注意:ここではメタルフレームは鋳造時のガス吸収の悪影響などを受けず、問題がないものとします。

  1. 乾燥時間を長くする
    オペーク陶材中の液分を、焼成前に完全に乾燥させてください。
    ポーセレンファーネスの種類やオペーク陶材の塗布量にもよりますが、単冠で5分以上、3本ブリッジで8分以上、それ以上のロングスパンブリッジでは10分以上が目安です。
    必要に応じて長くしてください。乾燥時間を長くしすぎたことにより不具合が生じることはありません。
  2. 焼成開始温度を下げる
    焼成開始温度を高く設定すると、急激な加熱により液分が沸騰し、ひび割れが生じやすくなります。
    オペーク陶材の焼成開始温度は、450~500℃です。
    500℃に設定して気泡やひび割れが発生した場合は、焼成開始温度を450℃に下げてください。

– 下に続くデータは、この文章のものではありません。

//! Synchronous responses and merchant-originated replies.

use serde::{Deserialize, Serialize};

use checkout_core::{GoogleOrderNumber, Money, SerialNumber};

use crate::notification::{MerchantCodeKind, Notification};

/// Where to send the buyer after a checkout was accepted.
#[derive(Debug, Clone, PartialEq, Eq, Serialize, Deserialize)]
pub struct CheckoutRedirect {
    pub serial_number: SerialNumber,
    pub redirect_url: String,
}

#[derive(Debug, Clone, PartialEq, Eq, Serialize, Deserialize)]
pub struct RequestReceived {
    pub serial_number: SerialNumber,
}

/// Acceptance of an order recurrence request.
#[derive(Debug, Clone, PartialEq, Eq, Serialize, Deserialize)]
pub struct SubscriptionRequestReceived {
    pub serial_number: SerialNumber,
    pub new_google_order_number: GoogleOrderNumber,
}

#[derive(Debug, Clone, PartialEq, Serialize, Deserialize)]
pub struct NotificationHistoryResponse {
    pub notifications: Vec<Notification>,
    pub next_page_token: Option<String>,
}

#[derive(Debug, Clone, PartialEq, Eq, Serialize, Deserialize)]
pub struct NotificationDataTokenResponse {
    pub serial_number: SerialNumber,
    pub continue_token: String,
}

#[derive(Debug, Clone, PartialEq, Serialize, Deserialize)]
pub struct NotificationDataResponse {
    pub serial_number: SerialNumber,
    pub continue_token: String,
    pub has_more_notifications: bool,
    pub notifications: Vec<Notification>,
}

/// Reply to a notification, optionally echoing its serial number.
#[derive(Debug, Clone, Default, PartialEq, Eq, Serialize, Deserialize)]
pub struct NotificationAcknowledgment {
    pub serial_number: Option<SerialNumber>,
}

impl NotificationAcknowledgment {
    pub fn new() -> Self {
        Self::default()
    }

    pub fn for_notification(notification: &Notification) -> Self {
        Self {
            serial_number: Some(notification.serial_number().clone()),
        }
    }
}

/// Outcome of a coupon or gift certificate in a merchant calculation.
#[derive(Debug, Clone, PartialEq, Eq, Serialize, Deserialize)]
pub struct MerchantCodeResult {
    pub kind: MerchantCodeKind,
    pub valid: bool,
    pub code: String,
    pub calculated_amount: Money,
    pub message: String,
}

/// Shipping and tax for one shipping method and one buyer address.
#[derive(Debug, Clone, PartialEq, Eq, Serialize, Deserialize)]
pub struct MerchantCalculationResult {
    pub shipping_name: String,
    pub address_id: String,
    pub shipping_rate: Money,
    pub shippable: bool,
    pub total_tax: Option<Money>,
    pub merchant_code_results: Vec<MerchantCodeResult>,
}

/// Reply to a merchant calculation callback.
#[derive(Debug, Clone, Default, PartialEq, Eq, Serialize, Deserialize)]
pub struct MerchantCalculationResults {
    pub results: Vec<MerchantCalculationResult>,
}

その際は必ず炉内温度が焼成開始温度まで下がったことを確認してから、焼成台にセットしてください。
  3. 焼成温度を上げる
    焼成が不足すると陶材粒子間の融着が不十分となり、その結果、液分が気化した空隙が小さな気泡となって残ってしまいます。
    オペーク陶材の焼成温度は920℃ですが、930℃以上にしてください。

 

【Q3】スーパーオペーク陶材の焼成温度の違いは接着に影響しますか。

A

適正な焼成温度よりも低い場合、接着が低下する傾向にあります。

 

焼成温度の違いによるスーパーオペーク陶材の接着状態を確認する実験結果を示します。

実験方法

  1. 試料の作製
    平板形状のメタルにスーパーオペーク陶材を塗布した後、焼成指示温度(以下、指示温度)、指示温度-10℃、+10℃、-20℃、+20℃で3枚ずつ焼成した。
    その後それぞれにシェードオペーク陶材・デンティン陶材を塗布・築盛後、指示温度で焼成し、セルフグレーズした。
  2. 接着状態の確認
    試料の両端をプライヤーを使って陶材が剥離するまで馬蹄形に曲げ、簡易的に目視で接着状態を確認した。

【使用ポーセレンファーネス】
MASTER ACCEL-21(デンケン・ハイデンタル株式会社)
【使用メタル】
クインテスセラフィー(YAMAKIN株式会社)
(Au 56%, Pt 2%, Pd 24.5%, Ag 13%, その他)
【試料形状】
メタルを25㎜×7㎜×0.5㎜の平板形状にしたもの
【メタル表面処理】
クインテスセラフィーの添付文書に準じた。
【陶材の築盛量】
築盛面積:15㎜×7㎜、厚さ:約1㎜
【焼成スケジュール】
デンティン陶材とセルフグレーズはゼオセライトの添付文書に準じた。

実験結果

結果

接着状態評価

 

1.スーパーオペーク陶材は、指示温度から若干高めの焼成温度が接着効果の向上に効果的であることを確認した。
また、低めの焼成温度では接着の低下を招く恐れがあることが確認できた。

2.「指示温度」では、剥がれた陶材破片は小さいことから、メタルから剥がれるまでは十分接着しており、少しずつ剥がれ落ちたことがわかる。
「指示温度」より低めの「指示温度−10℃」と「指示温度−20℃」では、剥がれた陶材破片が大きいことから、メタルとの接着が弱く、一気に剥がれ落ちたことがわかる。

まとめ

結果の1.だけをみると「指示温度+20℃」よりもさらに高い焼成温度が理想のようにみえます。しかし焼成温度を高くすると焼成後に表面の艶が強くなり、次に塗布・築盛するシェードオペーク陶材やデンティン陶材をはじき、なじみが悪くなります。

スーパーオペーク陶材は適正な焼成状態になるよう、ご使用のポーセレンファーネスや、単冠・フルマウスなど条件によって、指示温度を目安に焼成温度を設定してください。

焼成後、わずかに艶がある状態

・スーパーオペーク陶材は、歯科メタルセラミック修復用貴金属材料の種類に関係なく接着性が良好になるように開発していますが、接着状態は、焼成温度だけでなく表面処理条件や酸化膜の状態などに影響を受けやすくなります。
・本接着実験の結果が、全てのポーセレンファーネスで一致するわけではありません。また、他社のオペーク陶材で同様の結果となるわけではありません。